По отношению к знаменитостям читатель оказывается в позиции, когда для него очень важны обе эти возможности категории «вкус» – и возможность служить элементом копинг-стратегии, и возможность служить эстетической константой. В сравнении со знаменитостью читатель в подавляющем большинстве случаев предполагает, что находится в условиях ограниченности ресурсов, – и публикации, о которых в этом эссе идет речь, бесконечно напоминают ему, что у звезды, предположительно, есть деньги, стилисты, возможности сотрудничества с известными дизайнерами – словом, образ финансового всемогущества звезды здесь тщательно поддерживается. Возникает нечто, что мне кажется уместным называть «тройной потребностью во вкусе как в оценочной категории»: во-первых, «вкус» – единственное, в чем читатель может почувствовать свое превосходство по отношению к знаменитости, обладающей если не счастьем, то как минимум деньгами и славой; во-вторых, читатель предполагает, что при таких финансовых возможностях только отсутствие «вкуса» может помешать человеку одеваться «хорошо»; а в-третьих – по целому ряду причин автор материала, а вслед за ним и читатель оказываются в условиях крайней ограниченности языка: именно понятие «вкуса» и, как следствие, слово «безвкусный» используется каждый раз, когда речь идет о трансгрессии в принципе – о неназываемой трансгрессии, о трансгрессии, которую нежелательно проговаривать слишком подробно, или о трансгрессии, которую автор (а следом за ним – и участвующий, например, в дискуссии к материалу читатель) не умеет проговорить другим языком.

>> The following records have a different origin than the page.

//! Recombination.
//!
//! Children are produced by partitioning the session set along an axis
//! that does not depend on placements (per batch or per faculty) and
//! inheriting each partition wholesale from one parent or the other.
//! Clashes can only arise between sessions inherited from different
//! parents; the caller resolves them with the solver's repair pass.

use crate::model::{Candidate, Placement};
use crate::problem::Problem;
use crate::rng::SearchRng;

/// The session partitioning used for one mating.
#[derive(Debug, Clone, Copy, PartialEq, Eq)]
pub enum PartitionAxis {
    /// All sessions of one batch come from the same parent.
    Batch,
    /// All sessions of one faculty member come from the same parent.
    Faculty,
}

impl PartitionAxis {
    /// Picks an axis uniformly at random.
    pub fn random(rng: &mut SearchRng) -> Self {
        if rng.gen_bool(0.5) {
            PartitionAxis::Batch
        } else {
            PartitionAxis::Faculty
        }
    }
}

/// Builds a child by inheriting each partition from parent `a` or parent
/// `b` with equal probability.
///
/// Fixed sessions carry the same placement in every feasible candidate,
/// so they are unchanged regardless of which parent a partition comes
/// from. The child may contain hard clashes between partitions taken
/// from different parents and is not evaluated here.
pub fn partition_crossover(
    problem: &Problem,
    a: &Candidate,
    b: &Candidate,
    axis: PartitionAxis,
    rng: &mut SearchRng,
) -> Candidate {
    let mut placements: Vec<Placement> = a.placements().to_vec();

    match axis {
        PartitionAxis::Batch => {
            let mut batches: Vec<_> = problem.active_batches().collect();
            batches.sort();
            for batch in batches {
                if rng.gen_bool(0.5) {
                    for &sidx in problem.sessions_of_batch(batch) {
                        placements[sidx] = b.placement(sidx);
                    }
                }
            }
        }
        PartitionAxis::Faculty => {
            let mut faculty: Vec<_> = problem.active_faculty().collect();
            faculty.sort();
            for member in faculty {
                if rng.gen_bool(0.5) {
                    for &sidx in problem.sessions_of_faculty(member) {
                        placements[sidx] = b.placement(sidx);
                    }
                }
            }
        }
    }

    Candidate::new(placements)
}
fn run_job(shared: &Arc<Shared>, queued: Queued) {
    let Queued {
        id,
        problem,
        request,
    } = queued;

    let claimed = shared
        .with_job(id, |job| {
            if job.state != JobState::Pending {
                return None;
            }
            job.state = JobState::Running;
            job.started_at = Some(SystemTime::now());
            job.message = "generation running".to_string();
            Some(job.cancel.clone())
        })
        .flatten();
    let Some(cancel) = claimed else {
        // Cancelled while queued, or unknown; nothing to run.
        return;
    };
    info!(%id, "job started");

    let progress: ProgressFn = {
        let shared = Arc::clone(shared);
        Arc::new(move |pct| shared.update_progress(id, pct))
    };
    let outcome = pipeline::run_generation(&problem, &request, &cancel, progress);

    let (state, message, result) = match outcome {
        Ok(timetables) => (
            JobState::Completed,
            format!("generation completed with {} candidate(s)", timetables.len()),
            Some(JobResult::Completed(timetables)),
        ),
        Err(EngineError::Cancelled) => (
            JobState::Cancelled,
            "generation cancelled".to_string(),
            None,
        ),
        Err(error) => {
            warn!(%id, %error, "job failed");
            let reason = FailureReason::from_error(&error);
            (
                JobState::Failed,
                reason.message.clone(),
                Some(JobResult::Failed(reason)),
            )
        }
    };
    shared.with_job(id, |job| {
        job.completed_at = Some(SystemTime::now());
        job.message = message;
        job.result = result;
        if state == JobState::Completed {
            job.progress = 100;
        }
        job.state = state;
    });
    info!(%id, state = ?state, "job finished");
}

#[cfg(test)]
mod tests {
    use super::*;
    use crate::config::Algorithm;
    use crate::model::{
        Batch, BatchId, Faculty, FacultyId, Room, RoomId, RoomKindId, SlotId, Subject, SubjectId,
        TeachingAssignment, TimeSlot,
    };
    use std::time::Duration;

    fn small_problem() -> Arc<Problem> {
        let slots = (0..10u32)
            .map(|i| TimeSlot {
                id: SlotId(i),
                day: (i / 2) as u8,
                start_minute: 540 + ((i % 2) as u16) * 60,
                end_minute: 600 + ((i % 2) as u16) * 60,
            })
            .collect();
        Arc::new(
            Problem::builder()
                .subjects(vec![Subject {
                    id: SubjectId(1),
                    name: "Graphs".to_string(),
                    required_room_kind: None,
                }])
                .faculty(vec![Faculty {
                    id: FacultyId(1),
                    name: "Dr. D".to_string(),
                }])
                .batches(vec![Batch {
                    id: BatchId(1),
                    name: "B1".to_string(),
                    strength: 20,
                }])
                .rooms(vec![Room {
                    id: RoomId(1),
                    name: "R1".to_string(),
                    capacity: 40,
                    kind: RoomKindId(0),
                    is_lab: false,
                }])
                .slots(slots)
                .assignments(vec![TeachingAssignment::new(
                    SubjectId(1),
                    FacultyId(1),
                    BatchId(1),
                    3,
                    0,
                    0,
                )])
                .build()
                .unwrap(),
        )
    }

    fn wait_terminal(orchestrator: &Orchestrator, id: JobId) -> JobStatus {
        for _ in 0..2000 {
            let status = orchestrator.status(id).unwrap();
            if status.state.is_terminal() {
                return status;
            }
            thread::sleep(Duration::from_millis(5));
        }
        panic!("job {id} did not reach a terminal state");
    }

    #[test]
    fn csp_only_job_completes_with_results() {
        let orchestrator = Orchestrator::with_workers(1);
        let request = GenerationRequest::builder()
            .algorithm(Algorithm::CspOnly)
            .time_limit(Duration::from_secs(10))
            .seed(1)
            .build()
            .unwrap();
        let id = orchestrator.submit(small_problem(), request);
        let status = wait_terminal(&orchestrator, id);
        assert_eq!(status.state, JobState::Completed);
        assert_eq!(status.progress, 100);
        assert!(status.started_at.is_some());
        assert!(status.completed_at.is_some());

        match orchestrator.result(id) {
            Some(JobResult::Completed(timetables)) => {
                assert!(!timetables.is_empty());
                assert_eq!(timetables[0].entries.len(), 3);
                assert_eq!(timetables[0].metrics.hard_violations, 0);
            }
            other => panic!("expected completed result, got {other:?}"),
        }
    }

    #[test]
    fn unknown_job_has_no_status() {
        let orchestrator = Orchestrator::with_workers(1);
        assert!(orchestrator.status(JobId(999)).is_none());
        assert!(!orchestrator.cancel(JobId(999)));
        assert!(orchestrator.result(JobId(999)).is_none());
    }

    #[test]
    fn failure_reasons_classify_errors() {
        let timeout = FailureReason::from_error(&EngineError::Timeout { budget_secs: 5 });
        assert_eq!(timeout.kind, FailureKind::Timeout);
        assert!(timeout.message.contains("larger time limit"));

        let config = FailureReason::from_error(&EngineError::Configuration("bad".to_string()));
        assert_eq!(config.kind, FailureKind::InvalidRequest);
    }

    #[test]
    fn terminal_states_are_terminal() {
        assert!(JobState::Completed.is_terminal());
        assert!(JobState::Failed.is_terminal());
        assert!(JobState::Cancelled.is_terminal());
        assert!(!JobState::Pending.is_terminal());
        assert!(!JobState::Running.is_terminal());
    }
}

Например, за обвинением в «безвкусице» могут стоять претензии к телесности (body-shaming): «На церемонии музыкальной премии, Наташа Королева блистала жутким горохом и совсем не аппетитными формами»[7]; «Говорят, что [Анна Семенович] со своими выпирающими формами просто отвлекала от событий на сцене! Блогеры просят Семенович не надевать бюстгальтер „пуш-ап“, который поднимает бюст прямо до подбородка. Ведь, скоро голова ее будет аккурат на груди»[8]; «Этот лук сделал из фигуристой женщины тучную нимфетку»[9]; «Лили Коул (Lily Cole). Обычно на красных дорожках Лили радует своим видом, но в последние месяцы модель и актриса что-то совсем расслабилась – набрала пару лишних кило и, кажется, напрочь утратила чувство стиля» (там же); «Никто не требует быть заядлой модницей в 16 лет, но хорошо бы реально оценивать свои пропорции. Прежде всего нужно снять эти сапоги, нанять стилиста, полистать модные журналы и понять, что в мире есть очень много красивых вещей, которые могут ей подойти»[10].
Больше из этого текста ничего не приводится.